• [What you should do]:
Within the records below, reproduce without change the lines from the line that has "pub const PHASE_PERIOD: f32 = 20.0 * PI;" through the line that has "pub fn random<R: Rng", and only those.

• [Dataset excerpts]:
= = = = = = =

//! # Live Update Indicator
//!
//! Visual indicator showing that the ticker is running.

use crate::ui::theme::Theme;

/// Render live update indicator with a caption
pub fn render_live_indicator(ui: &mut egui::Ui, is_live: bool, caption: &str, theme: &Theme) {
    ui.horizontal(|ui| {
        if is_live {
            // Pulsing dot, half-second phases
            let pulse = (ui.input(|i| i.time) * 2.0) as u64 % 2;
            if pulse == 0 {
                ui.colored_label(theme.colors.positive, "●");
            } else {
                ui.colored_label(theme.colors.positive.gamma_multiply(0.4), "●");
            }
            ui.ctx().request_repaint_after(std::time::Duration::from_millis(500));
        } else {
            ui.colored_label(theme.colors.muted, "○");
        }
        ui.label(
            egui::RichText::new(caption)
                .size(10.0)
                .strong()
                .color(theme.colors.muted),
        );
    });
}
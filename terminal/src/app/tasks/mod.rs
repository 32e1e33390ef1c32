//! # Async Tasks
//!
//! Background timers that report back over the event channel.

pub mod ticker;
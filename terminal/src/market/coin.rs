//! # Coin Records
//!
//! The in-memory coin collection shown on the markets screen, regenerated from a
//! hard-coded seed list every time the application starts.

/// Number of samples in every sparkline window.
pub const SPARKLINE_LEN: usize = 10;

/// A single market row.
#[derive(Debug, Clone, PartialEq)]
pub struct Coin {
    pub id: String,
    pub symbol: String,
    pub name: String,
    /// Current price in USD
    pub price: f64,
    /// 24h change in percent
    pub change: f64,
    pub high: f64,
    pub low: f64,
    /// Pre-formatted 24h volume, e.g. "42.1B"
    pub volume: String,
    /// Pre-formatted market cap, e.g. "1.8T"
    pub market_cap: String,
    /// Rolling window of normalized samples (0..=100), oldest first
    pub sparkline: Vec<f64>,
}

impl Coin {
    #[allow(clippy::too_many_arguments)]
    fn seed(
        id: &str,
        symbol: &str,
        name: &str,
        price: f64,
        change: f64,
        high: f64,
        low: f64,
        volume: &str,
        market_cap: &str,
        sparkline: [f64; SPARKLINE_LEN],
    ) -> Self {
        Self {
            id: id.to_string(),
            symbol: symbol.to_string(),
            name: name.to_string(),
            price,
            change,
            high,
            low,
            volume: volume.to_string(),
            market_cap: market_cap.to_string(),
            sparkline: sparkline.to_vec(),
        }
    }

    /// True when the 24h change is zero or positive
    pub fn is_up(&self) -> bool {
        self.change >= 0.0
    }

    /// Trading pair label shown under the coin name
    pub fn pair(&self) -> String {
        format!("{} / USDT", self.symbol)
    }
}

/// Build the seed collection.
pub fn initial_coins() -> Vec<Coin> {
    vec![
        Coin::seed("1", "BTC", "Bitcoin", 94281.42, 2.4, 96102.00, 92400.00, "42.1B", "1.8T",
            [40.0, 50.0, 45.0, 60.0, 55.0, 70.0, 65.0, 80.0, 75.0, 90.0]),
        Coin::seed("2", "ETH", "Ethereum", 2841.12, -1.2, 2950.00, 2810.00, "18.4B", "341B",
            [70.0, 65.0, 60.0, 55.0, 50.0, 45.0, 40.0, 35.0, 30.0, 25.0]),
        Coin::seed("3", "SOL", "Solana", 142.08, 8.4, 145.00, 130.00, "6.2B", "62B",
            [20.0, 30.0, 25.0, 40.0, 35.0, 50.0, 45.0, 60.0, 55.0, 70.0]),
        Coin::seed("4", "BNB", "BNB", 612.45, 0.5, 620.00, 605.00, "1.2B", "94B",
            [50.0, 52.0, 51.0, 53.0, 52.0, 54.0, 53.0, 55.0, 54.0, 56.0]),
        Coin::seed("5", "ADA", "Cardano", 0.42, -2.1, 0.45, 0.41, "482M", "15B",
            [60.0, 58.0, 56.0, 54.0, 52.0, 50.0, 48.0, 46.0, 44.0, 42.0]),
        Coin::seed("6", "DOT", "Polkadot", 7.12, 1.8, 7.30, 6.90, "210M", "10B",
            [30.0, 32.0, 31.0, 33.0, 32.0, 35.0, 34.0, 38.0, 37.0, 40.0]),
        Coin::seed("7", "LINK", "Chainlink", 18.24, 3.2, 18.50, 17.10, "512M", "11B",
            [40.0, 45.0, 42.0, 48.0, 45.0, 52.0, 50.0, 58.0, 55.0, 62.0]),
    ]
}

/// Case-insensitive substring match on name or symbol. An empty term matches everything.
pub fn filter_coins<'a>(coins: &'a [Coin], term: &str) -> Vec<&'a Coin> {
    let needle = term.trim().to_lowercase();
    coins
        .iter()
        .filter(|c| {
            needle.is_empty()
                || c.name.to_lowercase().contains(&needle)
                || c.symbol.to_lowercase().contains(&needle)
        })
        .collect()
}

/// Map sparkline samples into a 100x100 box (x grows right, y grows down).
///
/// Sample `i` of `n` lands at `(i / (n - 1) * 100, 100 - value)`. A single sample
/// sits at x = 0.
pub fn sparkline_points(samples: &[f64]) -> Vec<[f64; 2]> {
    let span = samples.len().saturating_sub(1).max(1) as f64;
    samples
        .iter()
        .enumerate()
        .map(|(i, v)| [i as f64 / span * 100.0, 100.0 - v])
        .collect()
}

/// Format a USD price with thousands separators and two decimals, e.g. `$94,281.42`.
pub fn format_usd(value: f64) -> String {
    let cents = (value.abs() * 100.0).round() as u64;
    let whole = cents / 100;
    let frac = cents % 100;

    let digits = whole.to_string();
    let mut grouped = String::with_capacity(digits.len() + digits.len() / 3);
    for (i, ch) in digits.chars().enumerate() {
        if i > 0 && (digits.len() - i) % 3 == 0 {
            grouped.push(',');
        }
        grouped.push(ch);
    }

    let sign = if value < 0.0 { "-" } else { "" };
    format!("{sign}${grouped}.{frac:02}")
}

#[cfg(test)]
mod tests {
    use super::*;

    #[test]
    fn test_seed_list_is_complete() {
        let coins = initial_coins();
        assert_eq!(coins.len(), 7);
        let symbols: Vec<_> = coins.iter().map(|c| c.symbol.as_str()).collect();
        assert_eq!(symbols, ["BTC", "ETH", "SOL", "BNB", "ADA", "DOT", "LINK"]);
        assert!(coins.iter().all(|c| c.sparkline.len() == SPARKLINE_LEN));
        assert!(coins.iter().all(|c| c.price > 0.0));
    }

    #[test]
    fn test_filter_matches_name_or_symbol_case_insensitive() {
        let coins = initial_coins();
        let by_symbol = filter_coins(&coins, "eth");
        assert_eq!(by_symbol.len(), 1);
        assert_eq!(by_symbol[0].symbol, "ETH");

        let by_name = filter_coins(&coins, "CHAIN");
        assert_eq!(by_name.len(), 1);
        assert_eq!(by_name[0].symbol, "LINK");

        // "so" hits Solana only; "o" hits many
        assert_eq!(filter_coins(&coins, "so").len(), 1);
        assert!(filter_coins(&coins, "o").len() > 1);
    }

    #[test]
    fn test_filter_empty_term_returns_all() {
        let coins = initial_coins();
        assert_eq!(filter_coins(&coins, "").len(), coins.len());
        assert_eq!(filter_coins(&coins, "   ").len(), coins.len());
        assert!(filter_coins(&coins, "doge").is_empty());
    }

    #[test]
    fn test_sparkline_points_span_box() {
        let pts = sparkline_points(&[40.0, 50.0, 90.0]);
        assert_eq!(pts, vec![[0.0, 60.0], [50.0, 50.0], [100.0, 10.0]]);
        assert_eq!(sparkline_points(&[25.0]), vec![[0.0, 75.0]]);
        assert!(sparkline_points(&[]).is_empty());
    }

    #[test]
    fn test_format_usd() {
        assert_eq!(format_usd(94281.42), "$94,281.42");
        assert_eq!(format_usd(0.42), "$0.42");
        assert_eq!(format_usd(1_000_000.0), "$1,000,000.00");
        assert_eq!(format_usd(612.449), "$612.45");
        assert_eq!(format_usd(-12.5), "-$12.50");
    }

    #[test]
    fn test_direction_and_pair() {
        let coins = initial_coins();
        assert!(coins[0].is_up());
        assert!(!coins[1].is_up());
        assert_eq!(coins[2].pair(), "SOL / USDT");
    }
}
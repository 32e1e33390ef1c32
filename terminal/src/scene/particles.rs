//! Instanced particle field drifting around the core.

use std::f32::consts::PI;

use rand::Rng;

use crate::scene::animator::REFERENCE_FRAME;
use crate::scene::pose::Vec3;

/// Common period of every phase term in [`Particle::instance`]
pub const PHASE_PERIOD: f32 = 20.0 * PI;

/// One pseudo-orbit. All parameters are fixed at creation except `t`.
#[derive(Debug, Clone, Copy, PartialEq)]
pub struct Particle {
    pub t: f32,
    pub factor: f32,
    pub speed: f32,
    pub x_factor: f32,
    pub y_factor: f32,
    pub z_factor: f32,
}

/// World transform of one particle for the current frame.
#[derive(Debug, Clone, Copy, PartialEq)]
pub struct ParticleInstance {
    pub position: Vec3,
    pub scale: Vec3,
    pub rotation: Vec3,
}

impl Particle {
    pub fn random<R: Rng + ?Sized>(rng: &mut R) -> Self {
        Self {
            t: rng.random_range(0.0..100.0),
            factor: rng.random_range(20.0..120.0),
            speed: rng.random_range(0.01..0.015),
            x_factor: rng.random_range(-50.0..50.0),
            y_factor: rng.random_range(-50.0..50.0),
            z_factor: rng.random_range(-50.0..50.0),
        }
    }

    pub fn instance(&self) -> ParticleInstance {
        let t = self.t;
        let f = self.factor;
        let s = t.cos();

        ParticleInstance {
            position: Vec3::new(
                (self.x_factor + (t / 10.0).cos() * f + t.sin() * f / 10.0) / 15.0,
                (self.y_factor + (t / 10.0).sin() * f + (t * 2.0).cos() * f / 10.0) / 15.0,
                (self.z_factor + (t / 10.0).cos() * f + (t * 3.0).sin() * f / 10.0) / 15.0,
            ),
            scale: Vec3::splat(s),
            rotation: Vec3::splat(s * 5.0),
        }
    }
}

#[derive(Debug, Clone, Default)]
pub struct ParticleField {
    particles: Vec<Particle>,
}

impl ParticleField {
    pub fn new<R: Rng + ?Sized>(count: usize, rng: &mut R) -> Self {
        Self {
            particles: (0..count).map(|_| Particle::random(rng)).collect(),
        }
    }

    pub fn len(&self) -> usize {
        self.particles.len()
    }

    pub fn is_empty(&self) -> bool {
        self.particles.is_empty()
    }

    pub fn particles(&self) -> &[Particle] {
        &self.particles
    }

    /// Regenerate the whole field if the requested count differs.
    /// Returns `true` when it did.
    pub fn ensure_count<R: Rng + ?Sized>(&mut self, count: usize, rng: &mut R) -> bool {
        if self.particles.len() == count {
            return false;
        }
        tracing::debug!(from = self.particles.len(), to = count, "Regenerating particle field");
        *self = Self::new(count, rng);
        true
    }

    /// Move every particle's phase forward by `dt` seconds.
    pub fn advance(&mut self, dt: f32) {
        let frames = dt.max(0.0) / REFERENCE_FRAME;
        for p in &mut self.particles {
            // Wrapped so long sessions keep f32 precision
            p.t = (p.t + p.speed / 2.0 * frames).rem_euclid(PHASE_PERIOD);
        }
    }

    pub fn instances(&self) -> Vec<ParticleInstance> {
        self.particles.iter().map(Particle::instance).collect()
    }
}

#[cfg(test)]
mod tests {
    use super::*;
    use rand::{rngs::StdRng, SeedableRng};

    #[test]
    fn test_field_has_requested_count() {
        let mut rng = StdRng::seed_from_u64(0);
        let field = ParticleField::new(40, &mut rng);
        assert_eq!(field.len(), 40);
        assert_eq!(field.instances().len(), 40);
    }

    #[test]
    fn test_creation_ranges() {
        let mut rng = StdRng::seed_from_u64(11);
        let field = ParticleField::new(500, &mut rng);
        for p in field.particles() {
            assert!((0.0..100.0).contains(&p.t));
            assert!((20.0..120.0).contains(&p.factor));
            assert!((0.01..0.015).contains(&p.speed));
            assert!((-50.0..50.0).contains(&p.x_factor));
            assert!((-50.0..50.0).contains(&p.y_factor));
            assert!((-50.0..50.0).contains(&p.z_factor));
        }
    }

    #[test]
    fn test_seeded_snapshot_is_reproducible() {
        let mut a = ParticleField::new(20, &mut StdRng::seed_from_u64(99));
        let mut b = ParticleField::new(20, &mut StdRng::seed_from_u64(99));
        for _ in 0..10 {
            a.advance(REFERENCE_FRAME);
            b.advance(REFERENCE_FRAME);
        }
        assert_eq!(a.instances(), b.instances());
    }

    #[test]
    fn test_scale_and_rotation_follow_phase() {
        let mut field = ParticleField::new(20, &mut StdRng::seed_from_u64(5));
        field.advance(0.5);
        for (p, inst) in field.particles().iter().zip(field.instances()) {
            let s = p.t.cos();
            assert_eq!(inst.scale, Vec3::splat(s));
            assert_eq!(inst.rotation, Vec3::splat(5.0 * s));
        }
    }

    #[test]
    fn test_advance_uses_half_speed_per_frame() {
        let mut field = ParticleField::new(3, &mut StdRng::seed_from_u64(2));
        let before: Vec<Particle> = field.particles().to_vec();
        field.advance(REFERENCE_FRAME);
        for (old, new) in before.iter().zip(field.particles()) {
            let expected = (old.t + old.speed / 2.0).rem_euclid(PHASE_PERIOD);
            assert!((new.t - expected).abs() < 1e-4);
        }
    }

    #[test]
    fn test_phase_wraps_without_changing_pose() {
        let p = Particle {
            t: PHASE_PERIOD - 0.001,
            factor: 80.0,
            speed: 0.012,
            x_factor: 10.0,
            y_factor: -20.0,
            z_factor: 5.0,
        };
        let mut field = ParticleField { particles: vec![p] };

        // Two hours at 60 Hz
        for _ in 0..432_000 {
            field.advance(REFERENCE_FRAME);
        }
        let wrapped = field.particles()[0];
        assert!((0.0..PHASE_PERIOD).contains(&wrapped.t));

        let unwrapped = Particle {
            t: wrapped.t + PHASE_PERIOD,
            ..wrapped
        };
        let a = wrapped.instance();
        let b = unwrapped.instance();
        assert!((a.position.x - b.position.x).abs() < 1e-3);
        assert!((a.position.y - b.position.y).abs() < 1e-3);
        assert!((a.position.z - b.position.z).abs() < 1e-3);
        assert!((a.scale.x - b.scale.x).abs() < 1e-3);
    }

    #[test]
    fn test_ensure_count_regenerates_only_on_change() {
        let mut rng = StdRng::seed_from_u64(8);
        let mut field = ParticleField::new(40, &mut rng);
        assert!(!field.ensure_count(40, &mut rng));
        assert!(field.ensure_count(20, &mut rng));
        assert_eq!(field.len(), 20);
    }
}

= = = = = = =

• [Result of this task]:
pub const PHASE_PERIOD: f32 = 20.0 * PI;

/// One pseudo-orbit. All parameters are fixed at creation except `t`.
#[derive(Debug, Clone, Copy, PartialEq)]
pub struct Particle {
    pub t: f32,
    pub factor: f32,
    pub speed: f32,
    pub x_factor: f32,
    pub y_factor: f32,
    pub z_factor: f32,
}

/// World transform of one particle for the current frame.
#[derive(Debug, Clone, Copy, PartialEq)]
pub struct ParticleInstance {
    pub position: Vec3,
    pub scale: Vec3,
    pub rotation: Vec3,
}

impl Particle {
    pub fn random<R: Rng + ?Sized>(rng: &mut R) -> Self {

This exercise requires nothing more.